Skiing Co. takes pivotal step in its overhaul of Snowmass |

Skiing Co. takes pivotal step in its overhaul of Snowmass

The Aspen Skiing Co. paid $11 million yesterday to acquire about 500 acres of real estate in and around Snowmass ski area.

After months of negotiations, the multimillion-dollar deal was sealed yesterday between the Skico and Snowmass Land Co., according to Skico attorney Dave Bellack.

The plum of the purchase was a 15-acre parcel that stretches from the base of the Fanny Hill chairlift to east of the Woodrun chairlift, including Lot A, the main day-skier parking lot in the resort.

Skico officials believe that the 15-acre parcel, known as Base Village, is the key to Snowmass’ future. They want to level it off, then construct base facilities that are befitting a major, modern resort and more up to snuff with competition.

Those facilities will include skier services, restaurants, retail shops and short-term tourist accommodations, according to Bill Kane, Skico vice president of planning and development.

That property is also the key to solving Snowmass’ ongoing mountain-access woes.
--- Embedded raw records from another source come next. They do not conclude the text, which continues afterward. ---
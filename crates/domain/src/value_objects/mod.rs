//! Value Objects - Immutable, identity-less domain primitives

mod geo_point;
mod poi_category;

pub use geo_point::{EARTH_RADIUS_MILES, GeoPoint, InvalidCoordinates};
pub use poi_category::{PoiCategory, UnknownCategory};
Relying on the overwhelmed Fanny Hill lift to move the bulk of the skiers out in the morning isn’t cutting it anymore, said Kane.

Although planning is preliminary, Kane said he envisions extending the Fanny Hill lift farther down the slope into the Base Village area, adding a chairlift or gondola from Base Village to the Elk Camp section of the mountain, and replacing the Burlingame chairlift with a high-speed model.
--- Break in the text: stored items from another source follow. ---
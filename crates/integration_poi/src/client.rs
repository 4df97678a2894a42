//! Overpass API POI client
//!
//! Discovers points of interest with an Overpass QL query sent as a
//! form-encoded POST. Any failure past input validation is answered with
//! locally generated POIs.

use std::fmt;
use std::time::Duration;

use async_trait::async_trait;
use domain::{GeoPoint, PoiCategory, PointOfInterest};
use infrastructure::{RateLimiter, RetryPolicy, retry};
use parking_lot::Mutex;
use rand::rngs::StdRng;
use rand::{Rng, SeedableRng};
use reqwest::Client;
use tracing::{debug, info, instrument, warn};

use crate::category::map_category;
use crate::config::PoiConfig;
use crate::error::PoiError;
use crate::fallback::mock_pois;
use crate::models::{OverpassResponse, PoiSearch};
use crate::query::build_query;

const UNNAMED_POI: &str = "Unnamed POI";
const DEFAULT_DESCRIPTION: &str = "Point of interest in the Southwest USA.";

/// Trait for POI discovery clients
#[async_trait]
pub trait PoiClient: Send + Sync {
    /// Discover points of interest around a location
    ///
    /// Fails only for a zero radius. Service failures are replaced by
    /// generated POIs for the requested categories.
    async fn discover_pois(&self, search: &PoiSearch) -> Result<Vec<PointOfInterest>, PoiError>;
}

/// POI client backed by an Overpass interpreter
pub struct OverpassPoiClient {
    client: Client,
    config: PoiConfig,
    rate_limiter: RateLimiter,
    retry_policy: RetryPolicy,
    rng: Mutex<StdRng>,
}

impl fmt::Debug for OverpassPoiClient {
    fn fmt(&self, f: &mut fmt::Formatter<'_>) -> fmt::Result {
        f.debug_struct("OverpassPoiClient")
            .field("config", &self.config)
            .field("rate_limiter", &self.rate_limiter)
            .field("retry_policy", &self.retry_policy)
            .finish_non_exhaustive()
    }
}

impl OverpassPoiClient {
    /// Create a new Overpass client
    ///
    /// # Errors
    ///
    /// Returns an error if the HTTP client cannot be initialized.
    pub fn new(config: &PoiConfig) -> Result<Self, PoiError> {
        let client = Client::builder()
            .timeout(Duration::from_secs(config.timeout_secs))
            .user_agent("Roadtripper/1.0")
            .build()
            .map_err(|e| PoiError::Configuration(e.to_string()))?;

        Ok(Self {
            client,
            config: config.clone(),
            rate_limiter: RateLimiter::from_millis(config.min_request_interval_ms),
            retry_policy: config.retry_policy(),
            rng: Mutex::new(StdRng::from_os_rng()),
        })
    }

    /// Use a fixed seed for ratings and mock positions
    #[must_use]
    pub fn with_seed(self, seed: u64) -> Self {
        Self {
            rng: Mutex::new(StdRng::seed_from_u64(seed)),
            ..self
        }
    }

    /// Query Overpass for POIs
    ///
    /// Rate limited and retried on 429. Unlike
    /// [`PoiClient::discover_pois`] the service error is returned instead
    /// of being replaced by generated POIs.
    ///
    /// # Errors
    ///
    /// Returns `PoiError::Validation` for a zero radius, or the last
    /// provider, transport or decode error.
    #[instrument(skip(self, categories), fields(categories = categories.len()))]
    pub async fn request_pois(
        &self,
        location: &GeoPoint,
        radius_m: u32,
        categories: &[PoiCategory],
    ) -> Result<Vec<PointOfInterest>, PoiError> {
        validate_radius(radius_m)?;

        let query = build_query(location, radius_m, categories, self.config.query_timeout_secs);

        retry(&self.retry_policy, || {
            let query = query.as_str();
            async move {
                self.rate_limiter.acquire().await;
                self.send_query(query).await
            }
        })
        .await
    }

    /// Generate POIs locally, without contacting the service
    #[must_use]
    pub fn mock_pois(&self, location: &GeoPoint, categories: &[PoiCategory]) -> Vec<PointOfInterest> {
        let mut rng = self.rng.lock();
        mock_pois(
            location,
            categories,
            self.config.mock_results_per_category,
            &mut *rng,
        )
    }

    /// One interpreter request, no retry
    async fn send_query(&self, query: &str) -> Result<Vec<PointOfInterest>, PoiError> {
        debug!(endpoint = %self.config.endpoint, "Sending Overpass query");

        let response = self
            .client
            .post(&self.config.endpoint)
            .form(&[("data", query)])
            .send()
            .await
            .map_err(|e| {
                if e.is_timeout() {
                    PoiError::Timeout {
                        timeout_secs: self.config.timeout_secs,
                    }
                } else {
                    PoiError::Transport(e.to_string())
                }
            })?;

        let status = response.status();
        if !status.is_success() {
            let body = response.text().await.unwrap_or_default();
            return Err(PoiError::Provider {
                status: status.as_u16(),
                body,
            });
        }

        let body = response
            .text()
            .await
            .map_err(|e| PoiError::Transport(e.to_string()))?;

        let pois = {
            let mut rng = self.rng.lock();
            Self::parse_overpass_response(&body, &mut *rng)?
        };

        debug!(count = pois.len(), "Overpass elements received");
        Ok(pois)
    }

    /// Convert interpreter output to POIs
    ///
    /// Elements without coordinates (ways, relations) are skipped.
    fn parse_overpass_response<R: Rng + ?Sized>(
        body: &str,
        rng: &mut R,
    ) -> Result<Vec<PointOfInterest>, PoiError> {
        let raw: OverpassResponse =
            serde_json::from_str(body).map_err(|e| PoiError::Decode(e.to_string()))?;

        let pois = raw
            .elements
            .into_iter()
            .filter_map(|element| {
                let (Some(lat), Some(lng)) = (element.lat, element.lon) else {
                    return None;
                };
                let category = map_category(&element.tags);
                let mut tags = element.tags;

                Some(PointOfInterest {
                    id: element.id.to_string(),
                    name: tags
                        .remove("name")
                        .unwrap_or_else(|| UNNAMED_POI.to_string()),
                    lat,
                    lng,
                    category,
                    rating: Some(rng.random::<f64>().mul_add(2.0, 3.0)),
                    description: Some(
                        tags.remove("description")
                            .unwrap_or_else(|| DEFAULT_DESCRIPTION.to_string()),
                    ),
                    website: tags.remove("website"),
                })
            })
            .collect();

        Ok(pois)
    }
}

fn validate_radius(radius_m: u32) -> Result<(), PoiError> {
    if radius_m == 0 {
        return Err(PoiError::Validation(
            "search radius must be greater than 0 meters".to_string(),
        ));
    }
    Ok(())
}

#[async_trait]
impl PoiClient for OverpassPoiClient {
    #[instrument(skip(self, search), fields(location = %search.location))]
    async fn discover_pois(&self, search: &PoiSearch) -> Result<Vec<PointOfInterest>, PoiError> {
        let radius_m = search.radius_m.unwrap_or(self.config.default_radius_m);
        validate_radius(radius_m)?;

        let categories = search.categories_or_default();
        if categories.is_empty() {
            debug!("No categories requested");
            return Ok(Vec::new());
        }

        match self.request_pois(&search.location, radius_m, &categories).await {
            Ok(pois) => {
                info!(count = pois.len(), radius_m, "POIs discovered");
                Ok(pois)
            },
            Err(e) => {
                warn!(error = %e, "Overpass request failed, using generated POIs");
                Ok(self.mock_pois(&search.location, &categories))
            },
        }
    }
}
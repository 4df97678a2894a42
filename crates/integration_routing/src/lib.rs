//! Driving-route integration for Roadtripper
//!
//! Provides driving directions via the
//! [OpenRouteService](https://openrouteservice.org) directions API, with a
//! local great-circle estimate whenever the provider is unreachable, rate
//! limited past the retry ceiling, or returns something unusable.
//!
//! # Architecture
//!
//! [`RoutingClient`] defines the interface used by the application layer,
//! implemented by [`OpenRouteServiceClient`]. Requests go through a
//! per-client [`infrastructure::RateLimiter`] and are retried with
//! exponential backoff on HTTP 429 only. Route geometry uses the encoded
//! polyline format, see [`encode_polyline`] and [`decode_polyline`].
//!
//! # Example
//!
//! ```rust,ignore
//! use integration_routing::{OpenRouteServiceClient, RoutingClient, RoutingConfig};
//!
//! let client = OpenRouteServiceClient::new(&RoutingConfig::default())?;
//! let route = client.calculate_route(&waypoints).await?;
//! let path = integration_routing::decode_polyline(&route.polyline)?;
//! ```

mod client;
mod config;
mod error;
mod estimate;
mod models;
mod polyline;

pub use client::{OpenRouteServiceClient, RoutingClient};
pub use config::RoutingConfig;
pub use error::RoutingError;
pub use estimate::{calculate_distance, estimate_route, vary_route};
pub use models::{DirectionsOptions, DirectionsRequest, RoutingProfile};
pub use polyline::{decode_polyline, encode_polyline};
That would spread the crowd among three lifts rather than just one.

Kane is working with Skico vice president of real estate Don Schuster to come up with a development plan for the property. Schuster said whatever plan emerges must balance the short-term need to generate capital to pay for mountain improvements with the long-term needs for the operations of a ski resort operator.

“We’re a ski company,” Schuster said. “We’re going to be here for a long time.”
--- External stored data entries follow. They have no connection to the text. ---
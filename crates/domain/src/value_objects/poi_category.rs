//! Point-of-interest category value object

use serde::{Deserialize, Serialize};
use std::fmt;
use std::str::FromStr;

/// Closed set of point-of-interest categories
///
/// Provider-specific tags are always mapped onto one of these variants;
/// anything unrecognised becomes [`PoiCategory::Attraction`].
#[derive(Debug, Clone, Copy, PartialEq, Eq, Hash, PartialOrd, Ord, Serialize, Deserialize)]
#[serde(rename_all = "snake_case")]
pub enum PoiCategory {
    /// National parks and similar federally protected areas
    NationalPark,
    /// State parks and regional protected areas
    StatePark,
    /// Campgrounds, RV parks and backcountry huts
    Camping,
    /// Restaurants, cafés and bars
    Dining,
    /// Sights, viewpoints, museums and landmarks
    Attraction,
    /// Hotels, motels and other overnight stays
    Lodging,
    /// Gas stations and EV charging
    Fuel,
}

impl PoiCategory {
    /// Every category, in declaration order
    pub const ALL: [Self; 7] = [
        Self::NationalPark,
        Self::StatePark,
        Self::Camping,
        Self::Dining,
        Self::Attraction,
        Self::Lodging,
        Self::Fuel,
    ];

    /// Categories searched when the caller does not choose any
    pub const DEFAULT_SEARCH: [Self; 4] = [
        Self::NationalPark,
        Self::Camping,
        Self::Dining,
        Self::Attraction,
    ];

    /// Wire name of the category (`national_park`, `dining`, ...)
    #[must_use]
    pub const fn as_str(&self) -> &'static str {
        match self {
            Self::NationalPark => "national_park",
            Self::StatePark => "state_park",
            Self::Camping => "camping",
            Self::Dining => "dining",
            Self::Attraction => "attraction",
            Self::Lodging => "lodging",
            Self::Fuel => "fuel",
        }
    }

    /// Human-readable label
    #[must_use]
    pub const fn label(&self) -> &'static str {
        match self {
            Self::NationalPark => "National Park",
            Self::StatePark => "State Park",
            Self::Camping => "Camping",
            Self::Dining => "Dining",
            Self::Attraction => "Attraction",
            Self::Lodging => "Lodging",
            Self::Fuel => "Fuel",
        }
    }

    /// Parse a list of category names, dropping the ones that are not known
    pub fn parse_lenient<I, S>(names: I) -> Vec<Self>
    where
        I: IntoIterator<Item = S>,
        S: AsRef<str>,
    {
        names
            .into_iter()
            .filter_map(|name| name.as_ref().parse().ok())
            .collect()
    }
}

impl fmt::Display for PoiCategory {
    fn fmt(&self, f: &mut fmt::Formatter<'_>) -> fmt::Result {
        f.write_str(self.as_str())
    }
}

/// Error returned when a category name is not part of the closed set
#[derive(Debug, Clone, PartialEq, Eq)]
pub struct UnknownCategory(pub String);

impl fmt::Display for UnknownCategory {
    fn fmt(&self, f: &mut fmt::Formatter<'_>) -> fmt::Result {
        write!(f, "Unknown POI category: {}", self.0)
    }
}

impl std::error::Error for UnknownCategory {}

impl FromStr for PoiCategory {
    type Err = UnknownCategory;

    fn from_str(s: &str) -> Result<Self, Self::Err> {
        Self::ALL
            .into_iter()
            .find(|category| category.as_str().eq_ignore_ascii_case(s.trim()))
            .ok_or_else(|| UnknownCategory(s.to_string()))
    }
}
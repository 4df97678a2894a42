//! Application configuration
//!
//! Values are layered: built-in defaults, then an optional
//! `roadtripper.toml`, then `ROADTRIPPER_*` environment variables using a
//! double underscore for nesting (`ROADTRIPPER_ROUTING__API_KEY`).

use std::path::Path;

use config::{Config, ConfigBuilder, Environment, File, builder::DefaultState};
use infrastructure::LoggingConfig;
use integration_poi::PoiConfig;
use integration_routing::RoutingConfig;
use serde::{Deserialize, Serialize};
use tracing::warn;

use crate::error::ApplicationError;

const CONFIG_FILE: &str = "roadtripper";
const ENV_PREFIX: &str = "ROADTRIPPER";

/// Top-level configuration
#[derive(Debug, Clone, Default, Serialize, Deserialize)]
pub struct AppConfig {
    /// Directions client
    #[serde(default)]
    pub routing: RoutingConfig,

    /// POI client
    #[serde(default)]
    pub poi: PoiConfig,

    /// Log output
    #[serde(default)]
    pub logging: LoggingConfig,
}

impl AppConfig {
    /// Load configuration from `roadtripper.toml` (if present) and the
    /// environment
    ///
    /// # Errors
    ///
    /// Returns an error if a source cannot be read or a value has the
    /// wrong type.
    pub fn load() -> Result<Self, config::ConfigError> {
        Self::from_builder(
            Config::builder().add_source(File::with_name(CONFIG_FILE).required(false)),
        )
    }

    /// Load configuration from an explicit file and the environment
    ///
    /// # Errors
    ///
    /// Returns an error if the file is missing, unreadable or malformed.
    pub fn load_from(path: impl AsRef<Path>) -> Result<Self, config::ConfigError> {
        Self::from_builder(Config::builder().add_source(File::from(path.as_ref())))
    }

    fn from_builder(builder: ConfigBuilder<DefaultState>) -> Result<Self, config::ConfigError> {
        builder
            .add_source(
                Environment::with_prefix(ENV_PREFIX)
                    .prefix_separator("_")
                    .separator("__")
                    .try_parsing(true),
            )
            .build()?
            .try_deserialize()
    }

    /// Validate both client configurations
    ///
    /// A missing routing API key is only logged, since every route can
    /// still be estimated locally.
    ///
    /// # Errors
    ///
    /// Returns `ApplicationError::Configuration` naming the invalid section.
    pub fn validate(&self) -> Result<(), ApplicationError> {
        self.routing
            .validate()
            .map_err(|e| ApplicationError::Configuration(format!("routing: {e}")))?;
        self.poi
            .validate()
            .map_err(|e| ApplicationError::Configuration(format!("poi: {e}")))?;

        if !self.routing.has_api_key() {
            warn!("routing.api_key is not set, routes will be estimated locally");
        }
        Ok(())
    }
}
The market might suggest, for example, that development and sale of townhouses would generate the most capital. But the Skico doesn’t want to develop property that will just sit empty a good share of the time, Schuster said.

Instead it wants “hot beds” that turn over frequently and supply customers for the ski area. That could include anything from a hotel to a high-end, timeshare property or possibly a mix, he said.

Kane said Skico officials hope to have a proposal prepared for the town of Snowmass Village by next spring. He and Schuster said they regard the first step as less of a review and more of a joint exploration between the Skico and community on what should be developed.

The vision for Base Village has been cloudy for over 30 years. The Skico jointly owned the Base Village parcel with the Snowmass Land Co. through much of the 1990s, but the partners failed to earn approvals for two plans.

Skico officials say they will now be able to advance a plan with only one set of goals rather than a wish list of two partners.

“We’ve taken the original Base Village submission and wiped the slate clean,” said Schuster.